┌─ Data to use

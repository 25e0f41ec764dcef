use std::path::{Path, PathBuf};
use std::sync::Arc;
use std::time::{Duration, Instant};

use tokio::task::{spawn_blocking, JoinHandle};
use tokio::time::timeout;
use tracing::{error, info};

use crate::engine::errors::EngineError;
use crate::engine::matcher::reconcile;
use crate::models::{BankStatement, ReconciliationReport, Transaction};
use crate::source::{RecordSource, SourceError};
use crate::types::DateRange;

/// Loads both sides of a reconciliation concurrently, then matches them.
pub struct ReconciliationEngine<S: RecordSource> {
    source: Arc<S>,
    load_timeout: Option<Duration>
}

impl<S: RecordSource> ReconciliationEngine<S> {
    /// Creates a new engine reading from the provided source.
    pub fn new(source: Arc<S>) -> Self {
        Self {
            source,
            load_timeout: None
        }
    }

    /// Aborts the run if loading takes longer than `limit`.
    pub fn with_load_timeout(mut self, limit: Duration) -> Self {
        self.load_timeout = Some(limit);
        self
    }

    /// Runs a full reconciliation for the given sources and date range.
    ///
    /// Either load failing aborts the run; no partial report is produced.
    pub async fn run(&self, system_path: &Path, bank_paths: &[PathBuf], range: DateRange) -> Result<ReconciliationReport, EngineError> {
        let timer = Instant::now();

        let loaded = match self.load_timeout {
            Some(limit) => timeout(limit, self.load(system_path, bank_paths, range))
                .await
                .unwrap_or_else(|_| Err(EngineError::Timeout(limit))),
            None => self.load(system_path, bank_paths, range).await
        };

        let (transactions, statements) = loaded.inspect_err(|error| error!("{error}"))?;

        info!(
            "Loaded {} system transaction(s) and {} bank statement(s) within {range} in {:?}",
            transactions.len(),
            statements.len(),
            timer.elapsed()
        );

        //NOTE: Matching is CPU-only and short; it runs inline once both collections are materialized.
        let report = reconcile(&transactions, &statements);

        info!(
            "Matched {} pair(s) with {} discrepancy(ies) totalling {}, {} system and {} bank record(s) unmatched",
            report.matched(),
            report.discrepancies().len(),
            report.discrepancy_sum(),
            report.unmatched_system().len(),
            report.unmatched_bank().len()
        );

        Ok(report)
    }

    async fn load(&self, system_path: &Path, bank_paths: &[PathBuf], range: DateRange) -> Result<(Vec<Transaction>, Vec<BankStatement>), EngineError> {
        let transactions = self.spawn_transaction_loader(system_path.to_path_buf(), range);
        let statements = self.spawn_statement_loader(bank_paths.to_vec(), range);

        tokio::try_join!(join_load(transactions), join_load(statements))
    }

    fn spawn_transaction_loader(&self, path: PathBuf, range: DateRange) -> JoinHandle<Result<Vec<Transaction>, SourceError>> {
        let source = self.source.clone();
        spawn_blocking(move || source.load_transactions(&path, range))
    }

    fn spawn_statement_loader(&self, paths: Vec<PathBuf>, range: DateRange) -> JoinHandle<Result<Vec<BankStatement>, SourceError>> {
        let source = self.source.clone();
        spawn_blocking(move || source.load_bank_statements(&paths, range))
    }
}

async fn join_load<T>(handle: JoinHandle<Result<T, SourceError>>) -> Result<T, EngineError> {
    Ok(handle.await??)
}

└─

= Assignment =
Where the line containing "Vec<PathBuf>, range: DateRange)" appears, start copying, and go on exactly through the last line of the data.

= Expected answer =
    fn spawn_statement_loader(&self, paths: Vec<PathBuf>, range: DateRange) -> JoinHandle<Result<Vec<BankStatement>, SourceError>> {
        let source = self.source.clone();
        spawn_blocking(move || source.load_bank_statements(&paths, range))
    }
}

async fn join_load<T>(handle: JoinHandle<Result<T, SourceError>>) -> Result<T, EngineError> {
    Ok(handle.await??)
}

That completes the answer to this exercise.